As Kent said in a brief Q&A about her novel The Heretic’s Daughter last month:

What a lot people are accustomed to imagining about Puritans, I believe, is a result of the idealized and romanticised influence of the Victorian ideal; the prim and proper settlers of New England who were industrious, God-fearing and righteous. And they were these things, but they were also, according to the local records, contentious and libelous, full of supersitious dread and malicious gossip.

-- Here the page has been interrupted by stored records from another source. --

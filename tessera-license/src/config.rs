//! License configuration: reads `license.toml` and decides where cached
//! licenses live, which symmetric key size tokens use and when validation
//! results are cached.

use crate::cache::{FileCache, LicenseCache, MemoryCache, NamespaceId};
use crate::error::{LicenseError, LicenseResult};
use serde::{Deserialize, Serialize};
use std::path::{Path, PathBuf};
use std::sync::Arc;
use tessera_crypto::KeySize;
use tracing::{info, warn};

/// When the validator writes the `(token, plaintext)` pair to the cache.
#[derive(Debug, Clone, Copy, Default, PartialEq, Eq, Serialize, Deserialize)]
#[serde(rename_all = "snake_case")]
pub enum CacheWritePolicy {
    /// Cache after every validation, whatever the outcome.
    #[default]
    Always,
    /// Cache only tokens that validated successfully.
    OnlyValid,
}

/// Cache storage backend.
#[derive(Debug, Clone, Copy, Default, PartialEq, Eq, Serialize, Deserialize)]
#[serde(rename_all = "lowercase")]
pub enum CacheBackend {
    /// In-process only; nothing survives a restart.
    Memory,
    /// JSON record files in a local directory.
    #[default]
    File,
    /// OS keychain (requires the `keychain` feature).
    Keychain,
}

/// Cache configuration.
#[derive(Debug, Clone, Default, PartialEq, Eq, Serialize, Deserialize)]
pub struct CacheConfig {
    /// Where records are stored.
    #[serde(default)]
    pub backend: CacheBackend,
    /// Record directory for the file backend; platform default when unset.
    #[serde(default)]
    pub directory: Option<PathBuf>,
}

/// Configuration parsed from `license.toml`.
#[derive(Debug, Clone, Default, PartialEq, Eq, Serialize, Deserialize)]
pub struct LicenseConfig {
    /// Host application identifier the cache namespace is derived from.
    #[serde(default)]
    pub application_id: Option<String>,
    /// Symmetric key size for the date segment, in bits (128, 192 or 256).
    #[serde(default)]
    pub key_size: KeySize,
    /// When validation results are written to the cache.
    #[serde(default)]
    pub write_policy: CacheWritePolicy,
    /// The `[cache]` table.
    #[serde(default)]
    pub cache: CacheConfig,
}

impl LicenseConfig {
    /// Parses a TOML document.
    pub fn from_toml_str(contents: &str) -> LicenseResult<Self> {
        toml::from_str(contents).map_err(|e| LicenseError::Config(e.to_string()))
    }

    /// Loads configuration from an explicit path.
    /// Falls back to defaults with a warning on read or parse errors.
    pub fn load_from(path: impl AsRef<Path>) -> Self {
        let path = path.as_ref();
        if !path.exists() {
            info!("No license config found at {:?}, using defaults", path);
            return Self::default();
        }

        match std::fs::read_to_string(path) {
            Ok(contents) => match Self::from_toml_str(&contents) {
                Ok(config) => {
                    info!("Loaded license config from {:?}", path);
                    config
                }
                Err(e) => {
                    warn!(
                        "Failed to parse license config {:?}: {}. Using defaults.",
                        path, e
                    );
                    Self::default()
                }
            },
            Err(e) => {
                warn!("Failed to read license config {:?}: {}", path, e);
                Self::default()
            }
        }
    }

    /// Returns the cache namespace, or `None` when no application id is set.
    #[must_use]
    pub fn namespace(&self) -> Option<NamespaceId> {
        self.application_id
            .as_deref()
            .and_then(NamespaceId::for_application)
    }

    /// Opens the configured cache backend.
    pub fn open_cache(&self) -> LicenseResult<Arc<dyn LicenseCache>> {
        match self.cache.backend {
            CacheBackend::Memory => Ok(Arc::new(MemoryCache::new())),
            CacheBackend::File => {
                let cache = match &self.cache.directory {
                    Some(dir) => FileCache::new(dir),
                    None => FileCache::open_default()?,
                };
                Ok(Arc::new(cache))
            }
            #[cfg(feature = "keychain")]
            CacheBackend::Keychain => Ok(Arc::new(crate::cache::KeychainCache::default())),
            #[cfg(not(feature = "keychain"))]
            CacheBackend::Keychain => Err(LicenseError::CacheUnavailable(
                "keychain backend requires the `keychain` feature".to_string(),
            )),
        }
    }
}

Our event will celebrate the other side of Puritans: The superstition and dread of which Kent speaks, and the sin that roiled below the society’s virtuous surface.
 

Tinti, who grew up in Salem and says the past always felt very present there, is also drawn to the underside of New England culture. Her finely observed adventure story, The Good Thief, has been compared with the fiction of Dickens and Stevenson. Although it’s set later, in the 19th century, the novel shares themes with Kent’s and Lee’s work.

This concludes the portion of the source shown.